● **TASK BRIEF**: Reproduce all the entries, matching the original word for word.

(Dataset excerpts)

// SPDX-License-Identifier: MIT
//
// Unified error types for Scanbridge.

use thiserror::Error;

use crate::types::SessionId;

/// Top-level error type for all Scanbridge operations.
#[derive(Debug, Error)]
pub enum ScanbridgeError {
    // -- Session errors --
    #[error("scan session not found: {0}")]
    SessionNotFound(SessionId),

    #[error("image index {index} out of range (session has {len} images)")]
    ImageIndexOutOfRange { index: usize, len: usize },

    #[error("image payload is empty")]
    EmptyImagePayload,

    #[error("session limit reached ({0} live sessions)")]
    SessionLimit(usize),

    #[error("image limit reached ({0} images per session)")]
    ImageLimit(usize),

    // -- Document errors --
    #[error("PDF operation failed: {0}")]
    PdfError(String),

    #[error("image processing failed: {0}")]
    ImageError(String),

    // -- Transport errors --
    #[error("invalid request: {0}")]
    InvalidRequest(String),

    #[error("scan server error: {0}")]
    Server(String),

    // -- Storage / persistence --
    #[error("file I/O error: {0}")]
    Io(#[from] std::io::Error),

    #[error("serialization error: {0}")]
    Serialization(#[from] serde_json::Error),
}

impl ScanbridgeError {
    /// Whether this error is the normal, recoverable "session is gone"
    /// condition (expired, completed, or never created).
    pub fn is_not_found(&self) -> bool {
        matches!(self, Self::SessionNotFound(_))
    }
}

/// Alias used throughout the codebase.
pub type Result<T> = std::result::Result<T, ScanbridgeError>;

● **OUTPUT BELOW**:
// SPDX-License-Identifier: MIT
//
// Unified error types for Scanbridge.

use thiserror::Error;

use crate::types::SessionId;

/// Top-level error type for all Scanbridge operations.
#[derive(Debug, Error)]
pub enum ScanbridgeError {
    // -- Session errors --
    #[error("scan session not found: {0}")]
    SessionNotFound(SessionId),

    #[error("image index {index} out of range (session has {len} images)")]
    ImageIndexOutOfRange { index: usize, len: usize },

    #[error("image payload is empty")]
    EmptyImagePayload,

    #[error("session limit reached ({0} live sessions)")]
    SessionLimit(usize),

    #[error("image limit reached ({0} images per session)")]
    ImageLimit(usize),

    // -- Document errors --
    #[error("PDF operation failed: {0}")]
    PdfError(String),

    #[error("image processing failed: {0}")]
    ImageError(String),

    // -- Transport errors --
    #[error("invalid request: {0}")]
    InvalidRequest(String),

    #[error("scan server error: {0}")]
    Server(String),

    // -- Storage / persistence --
    #[error("file I/O error: {0}")]
    Io(#[from] std::io::Error),

    #[error("serialization error: {0}")]
    Serialization(#[from] serde_json::Error),
}

impl ScanbridgeError {
    /// Whether this error is the normal, recoverable "session is gone"
    /// condition (expired, completed, or never created).
    pub fn is_not_found(&self) -> bool {
        matches!(self, Self::SessionNotFound(_))
    }
}

/// Alias used throughout the codebase.
pub type Result<T> = std::result::Result<T, ScanbridgeError>;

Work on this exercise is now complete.